劝了劝她,她就低声自言自语,实际是在威胁临州主薄,要抓他家的大肥兔切片下油锅,临州主薄只好闭嘴。
现在是想让赵泠穿一件襦裙,好让她乐一乐。她若是君王,定然是个疯子,每天不定时发疯,把群臣弄疯她再故作正经斥责百官发了疯。
赵泠才不惯着她这臭毛病——
“转个身!”吴之筱拍着手,看着穿上襦裙的赵泠,起身走到他身侧,扯了扯他腰间的系带,理了理他胸口的褶皱,像是欣赏一幅自己的佳作,很满意地笑道:“这件衣服好适合你呀!”
赵泠的脸本就好看,矜贵俊逸,身姿又挺拔,按着他尺寸做出来的襦裙被他撑起来,粉嫩的襦裙一点也不娇俏。
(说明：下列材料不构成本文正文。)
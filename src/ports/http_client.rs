use async_trait::async_trait;
use axum::body::Body as AxumBody;
use eyre::Result;
use hyper::{Request, Response};
use thiserror::Error;

/// Custom error type for HTTP client operations
#[derive(Error, Debug)]
#[non_exhaustive]
pub enum HttpClientError {
    /// Error when connection to backend fails
    #[error("Connection error: {0}")]
    ConnectionError(String),

    /// Error when request is invalid
    #[error("Invalid request: {0}")]
    InvalidRequest(String),
}

/// Result type alias for HTTP client operations
pub type HttpClientResult<T> = Result<T, HttpClientError>;

/// HttpClient defines the port (interface) for dispatching proxied requests
/// to downstream backends. Implementations own the final pre-send mutations
/// (default Host derivation and the configured Host rewrite).
#[async_trait]
pub trait HttpClient: Send + Sync + 'static {
    /// Send an HTTP request to a backend server.
    ///
    /// The request may carry a [`crate::core::RoutingContext`] in its
    /// extensions; the implementation consults it before transmission.
    async fn send_request(&self, req: Request<AxumBody>) -> HttpClientResult<Response<AxumBody>>;
}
宛若天神着裳,衣袂飘飘,风骨卓绝,胸前露出的腹肌和锁骨更显清雅,没有一处是违和的。吴之筱这样天生贪图美色之人看了,当然喜不自胜,杏眸瞪得大大的,直盯着他看,围着他转圈叫好。
“看够了吗?”
被迫穿上襦裙的赵泠浑身都不自在,更不自在的是她给自己制的内衬裤子。裤子是粉色的,很配这件若隐若现的粉色襦裙,但是谁能告诉他,为什么裤/裆那里收线收得这样紧,是女子裤子本身就是这样,还是吴之筱技艺不精造成的?